Single by Jason Mraz

from the album We Sing. We Dance. We Steal Things.
- Released: February 12, 2008
- Recorded: 2007
- Genre: Reggae; folk-pop; soft rock; Jawaiian; surf pop;
- Length: 4:03 (album version); 3:35 (radio edit);
- Label: Atlantic
- Songwriter: Jason Mraz
- Producer: Martin Terefe

Jason Mraz singles chronology
| "Geek in the Pink" (2006) | "I'm Yours" (2008) | "Make It Mine" (2008) |

= I'm Yours (Jason Mraz song) =

2008 song by Jason Mraz

"I'm Yours" is a song written and recorded by American singer-songwriter Jason Mraz, released in 2008 as the first single from his third studio album We Sing. We Dance. We Steal Things.. The song was originally released on a limited edition EP called Extra Credit as a demo in 2005 to promote his second studio album Mr. A–Z. It was performed in his 2004 and 2005 gigs and already became a crowd favorite before its release. "I'm Yours" was nominated for Song of the Year and Best Male Pop Vocal Performance at the 51st Grammy Awards.

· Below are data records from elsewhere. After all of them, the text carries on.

//! Dispatch coordination: moves incidents through the ambulance leg of
//! their lifecycle.
//!
//! Each operation is one conditional write against the registry; there is
//! no read-modify-write window for a second dispatcher to slip into.

use chrono::{DateTime, Utc};

use crate::db::{Database, IncidentUpdate};
use crate::incidents::{IncidentError, IncidentRegistry, IncidentResult};
use crate::models::{format_timestamp, Incident, IncidentStatus};

/// Coordinates dispatcher and ambulance actions on incidents.
pub struct DispatchCoordinator<'a> {
    registry: IncidentRegistry<'a>,
}

impl<'a> DispatchCoordinator<'a> {
    /// Create a new coordinator over the given database.
    pub fn new(db: &'a Database) -> Self {
        Self {
            registry: IncidentRegistry::new(db),
        }
    }

    /// Assign a dispatcher and ambulance to a reported incident, moving it
    /// to Dispatched. Both assignments land in the same write as the status
    /// change, so a second caller can never see a half-assigned incident.
    pub fn assign_dispatch(
        &self,
        incident_id: &str,
        dispatcher_id: &str,
        ambulance_id: &str,
    ) -> IncidentResult<Incident> {
        if dispatcher_id.trim().is_empty() {
            return Err(IncidentError::Validation(
                "Dispatcher ID must not be blank".into(),
            ));
        }
        if ambulance_id.trim().is_empty() {
            return Err(IncidentError::Validation(
                "Ambulance ID must not be blank".into(),
            ));
        }

        self.registry.transition_with(
            incident_id,
            IncidentStatus::Dispatched,
            IncidentStatus::Reported,
            IncidentUpdate {
                dispatcher_id: Some(dispatcher_id.to_string()),
                ambulance_id: Some(ambulance_id.to_string()),
                ..Default::default()
            },
        )
    }

    /// Record that the ambulance is rolling, moving Dispatched to
    /// Transporting with transportStartedAt set to now.
    pub fn record_transport_start(&self, incident_id: &str) -> IncidentResult<Incident> {
        self.record_transport_start_at(incident_id, Utc::now())
    }

    /// Variant taking the start time explicitly; radio reports are often
    /// relayed minutes after the wheels actually moved.
    pub fn record_transport_start_at(
        &self,
        incident_id: &str,
        started: DateTime<Utc>,
    ) -> IncidentResult<Incident> {
        self.registry.transition_with(
            incident_id,
            IncidentStatus::Transporting,
            IncidentStatus::Dispatched,
            IncidentUpdate {
                transport_started_at: Some(format_timestamp(started)),
                ..Default::default()
            },
        )
    }

    /// Record hospital arrival, moving Transporting to Arrived with
    /// arrivedAt set to now.
    pub fn record_arrival(&self, incident_id: &str) -> IncidentResult<Incident> {
        self.record_arrival_at(incident_id, Utc::now())
    }

    /// Variant taking the arrival time explicitly.
    pub fn record_arrival_at(
        &self,
        incident_id: &str,
        arrived: DateTime<Utc>,
    ) -> IncidentResult<Incident> {
        self.registry.transition_with(
            incident_id,
            IncidentStatus::Arrived,
            IncidentStatus::Transporting,
            IncidentUpdate {
                arrived_at: Some(format_timestamp(arrived)),
                ..Default::default()
            },
        )
    }

    /// Close out an arrived incident.
    pub fn close_incident(&self, incident_id: &str) -> IncidentResult<Incident> {
        self.registry.transition(
            incident_id,
            IncidentStatus::Closed,
            IncidentStatus::Arrived,
        )
    }

    /// Cancel an incident that has not yet arrived. The stored status is
    /// read first and used as the write condition, so a cancellation racing
    /// a lifecycle advance resolves to exactly one winner.
    pub fn cancel_incident(&self, incident_id: &str, reason: &str) -> IncidentResult<Incident> {
        let current = self.registry.get(incident_id)?;
        self.registry.transition_with(
            incident_id,
            IncidentStatus::Cancelled,
            current.status,
            IncidentUpdate {
                cancel_reason: Some(reason.to_string()),
                ..Default::default()
            },
        )
    }
}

"I'm Yours" was a major commercial success in the United States. The song peaked at number 6 on the Billboard Hot 100; and spent 76 weeks on the chart, breaking the record for the longest charting song on the chart, previously held by LeAnn Rimes' song "How Do I Live" with 69 weeks on the chart; this record has since been broken and is currently held by "Lose Control" by Teddy Swims, which spent 100 weeks on the chart. As of January 2013, it is the tenth best-selling digital song of all time in the US, selling over 6 million downloads, and 12.2 million worldwide. It is also the most certified reggae song in the US as of August 10, 2023.

In July 2021, it surpassed 1 billion streams on Spotify. It remains Mraz's biggest US hit single to date. It was the only song to crack Billboard's top 600 of all time chart despite never cracking the top 5.

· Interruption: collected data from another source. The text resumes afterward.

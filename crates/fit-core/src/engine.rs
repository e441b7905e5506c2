use std::collections::HashSet;

use serde::{Deserialize, Serialize};
use tracing::warn;

use crate::rules::{default_rules, Rule, RuleContext};
use crate::skill_normalizer::{normalize_skill, normalize_skill_set};

const NO_DATA_RECOMMENDATION: &str = "No skills data available for comparison";

fn env_f64(key: &str, default: f64) -> f64 {
    std::env::var(key)
        .ok()
        .and_then(|s| s.parse().ok())
        .unwrap_or(default)
}

fn env_usize(key: &str, default: usize) -> usize {
    std::env::var(key)
        .ok()
        .and_then(|s| s.parse().ok())
        .unwrap_or(default)
}

/// Aggregation tuning. The defaults reproduce the historical scoring
/// behavior; treat them as parameters, not sacred constants.
#[derive(Debug, Clone)]
pub struct EngineConfig {
    /// Upper bound on the percentage bonus earned from rule scores.
    pub rule_bonus_cap: f64,
    /// Percentage points granted per accumulated rule-score point.
    pub rule_bonus_per_point: f64,
    pub missing_skills_limit: usize,
    pub matched_skills_limit: usize,
}

impl Default for EngineConfig {
    fn default() -> Self {
        Self {
            rule_bonus_cap: 30.0,
            rule_bonus_per_point: 2.0,
            missing_skills_limit: 10,
            matched_skills_limit: 15,
        }
    }
}

impl EngineConfig {
    /// Environment overrides, `FIT_*` keys. Unset or unparsable values
    /// fall back to the defaults.
    pub fn from_env() -> Self {
        let defaults = Self::default();
        Self {
            rule_bonus_cap: env_f64("FIT_RULE_BONUS_CAP", defaults.rule_bonus_cap),
            rule_bonus_per_point: env_f64(
                "FIT_RULE_BONUS_PER_POINT",
                defaults.rule_bonus_per_point,
            ),
            missing_skills_limit: env_usize("FIT_MISSING_LIMIT", defaults.missing_skills_limit),
            matched_skills_limit: env_usize("FIT_MATCHED_LIMIT", defaults.matched_skills_limit),
        }
    }
}
use std::panic;
use std::sync::OnceLock;

use tracing_appender::non_blocking::WorkerGuard;
use tracing_subscriber::fmt::writer::BoxMakeWriter;
use tracing_subscriber::EnvFilter;

static LOG_GUARD: OnceLock<WorkerGuard> = OnceLock::new();

/// Install a global panic hook that logs panics through `tracing` with
/// file/line context. Safe to call multiple times; the hook is installed
/// once per process.
pub fn install_tracing_panic_hook(app_name: &'static str) {
    static INSTALLED: OnceLock<()> = OnceLock::new();

    INSTALLED.get_or_init(|| {
        let default_hook = panic::take_hook();
        let include_backtrace = std::env::var("FIT_LOG_INCLUDE_BACKTRACE")
            .map(|value| value == "1" || value.eq_ignore_ascii_case("true"))
            .unwrap_or(false);

        panic::set_hook(Box::new(move |info| {
            let thread = std::thread::current();
            let thread_name = thread.name().unwrap_or("unknown");

            let location = info
                .location()
                .map(|loc| format!("{}:{}:{}", loc.file(), loc.line(), loc.column()));
            let message = info
                .payload()
                .downcast_ref::<&str>()
                .map(|s| (*s).to_string())
                .or_else(|| info.payload().downcast_ref::<String>().cloned())
                .unwrap_or_else(|| "panic payload not string".into());

            tracing::error!(
                application = app_name,
                %thread_name,
                location = location.as_deref().unwrap_or("unknown"),
                panic_message = %message,
                "panic captured"
            );

            if include_backtrace {
                default_hook(info);
            }
        }));
    });
}

fn rotating_file_writer(app_name: &'static str) -> Option<BoxMakeWriter> {
    let dir = std::env::var_os("FIT_LOG_DIR")?;
    let dir = std::path::PathBuf::from(dir);
    if let Err(err) = std::fs::create_dir_all(&dir) {
        tracing::warn!(error = %err, "failed to create FIT_LOG_DIR, falling back to stdout");
        return None;
    }

    let appender = tracing_appender::rolling::daily(dir, format!("{app_name}.log"));
    let (non_blocking, guard) = tracing_appender::non_blocking(appender);
    let _ = LOG_GUARD.set(guard);
    Some(BoxMakeWriter::new(non_blocking))
}

/// Initialize the tracing subscriber: `RUST_LOG`-style filtering via
/// `EnvFilter` (default `info`), writing to a daily-rotated file when
/// `FIT_LOG_DIR` is set, stderr otherwise. Repeated calls are no-ops.
pub fn init_logging(app_name: &'static str) {
    let filter = EnvFilter::try_from_default_env().unwrap_or_else(|_| EnvFilter::new("info"));

    let builder = tracing_subscriber::fmt().with_env_filter(filter);

    let result = match rotating_file_writer(app_name) {
        Some(writer) => builder.with_writer(writer).with_ansi(false).try_init(),
        None => builder.with_writer(std::io::stderr).try_init(),
    };

    if result.is_ok() {
        install_tracing_panic_hook(app_name);
    }
}
use std::collections::HashSet;

/// Canonical skill form used by every rule and by the engine's
/// percentage/missing computation: lower-cased, surrounding whitespace
/// stripped. Original casing is kept by callers for display.
pub fn normalize_skill(skill: &str) -> String {
    skill.trim().to_lowercase()
}

/// Normalize a skill slice into a set. Blank entries normalize to the
/// empty string and stay in the set, so they count toward the job-side
/// denominator exactly like any other unmatched skill; callers that
/// want blanks removed filter before normalizing.
pub fn normalize_skill_set(skills: &[String]) -> HashSet<String> {
    skills.iter().map(|s| normalize_skill(s)).collect()
}

/// Normalize into a sorted, de-duplicated Vec (stable output for reports).
pub fn normalize_skills_vec(skills: &[String]) -> Vec<String> {
    let mut result: Vec<String> = skills
        .iter()
        .map(|s| normalize_skill(s))
        .filter(|s| !s.is_empty())
        .collect();
    result.sort();
    result.dedup();
    result
}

Mraz first launched the song from the La Costa Resort and Spa in Carlsbad, California, at Michele Clark's Sunset Sessions in 2008. He also sang a version on Sesame Street titled "Outdoors" and released a successful remixed version featuring Lil Wayne and Jah Cure.

==Composition==
Sheet music for the song "I'm Yours" shows the key of B major with a moderate tempo of 70 beats per minute, and a chord progression of B-F#-G♯m-E.

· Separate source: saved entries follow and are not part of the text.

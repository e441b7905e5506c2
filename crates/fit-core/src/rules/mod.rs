use std::collections::HashMap;

use thiserror::Error;

mod exact_match;
mod experience;
mod similarity;
mod soft_skill;
mod technical;

pub use exact_match::ExactMatchRule;
pub use experience::{ExperienceLevelRule, Seniority};
pub use similarity::SimilarityRule;
pub use soft_skill::SoftSkillRule;
pub use technical::TechnicalSkillRule;

/// Free-form evaluation context handed to every rule. The engine merges
/// the caller's context with a `job_description` entry; current rules
/// only read the skill lists, but the key stays available for rules that
/// want the surrounding text.
pub type RuleContext = HashMap<String, String>;

#[derive(Debug, Error)]
pub enum RuleError {
    #[error("missing context key: {0}")]
    MissingContext(String),
    #[error("rule evaluation failed: {0}")]
    Evaluation(String),
}

/// What a single rule produced for one (candidate, job) pair.
#[derive(Debug, Clone, PartialEq)]
pub struct RuleOutcome {
    pub score: f64,
    pub matches: Vec<String>,
    pub explanation: String,
}

/// One scoring heuristic. Implementations hold read-only configuration
/// (name, weight, keyword tables) fixed at construction, so a single
/// instance is safe to share across threads.
pub trait Rule: Send + Sync {
    fn name(&self) -> &'static str;

    fn weight(&self) -> f64;

    fn description(&self) -> &'static str;

    fn evaluate(
        &self,
        user_skills: &[String],
        job_skills: &[String],
        context: &RuleContext,
    ) -> Result<RuleOutcome, RuleError>;
}

/// The fixed rule roster in evaluation order. Adding or removing a
/// heuristic means changing this list, not the engine.
pub fn default_rules() -> Vec<Box<dyn Rule>> {
    vec![
        Box::new(ExactMatchRule::new()),
        Box::new(TechnicalSkillRule::new()),
        Box::new(SoftSkillRule::new()),
        Box::new(SimilarityRule::new()),
        Box::new(ExperienceLevelRule::new()),
    ]
}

The lyrics originally were recorded and published with the line "it's our God-forsaken right to be loved", but as early as 2009, Mraz has performed it as "it's our God-intended right to be loved".

==Chart performance==
Throughout 2008, "I'm Yours" slowly increased in airplay and digital sales and would go on to become Mraz's biggest hit to date, charting higher than his previous pop hit, 2003's "The Remedy (I Won't Worry)". It became his first top ten single in the US, peaking at number six on the Billboard Hot 100 and number five on the Pop 100. On the Billboard Hot Adult Top 40 Tracks chart, the song was number one for a total of nine weeks. The single later received Mainstream Top 40 airplay, eventually topping that chart as well.
Due to its gradually building crossover appeal, the song has had extremely unusual longevity, not reaching number one on the Mainstream Top 40 until December 2008, ten months after its release and seven months after it debuted on the VH1 Top 20 Video Countdown. In fact, VH1 had already retired the song in early October 2008 after a 20-week run. The song returned to the top ten of the Hot 100 for the third time in its 38th week on the chart. "I'm Yours" would go on to chart for a total of 76 weeks, making this the longest chart run in Billboard magazine history, up until the 87-week run of Imagine Dragons' "Radioactive" and the 79-week run of AWOLNATION's "Sail", both set in 2014.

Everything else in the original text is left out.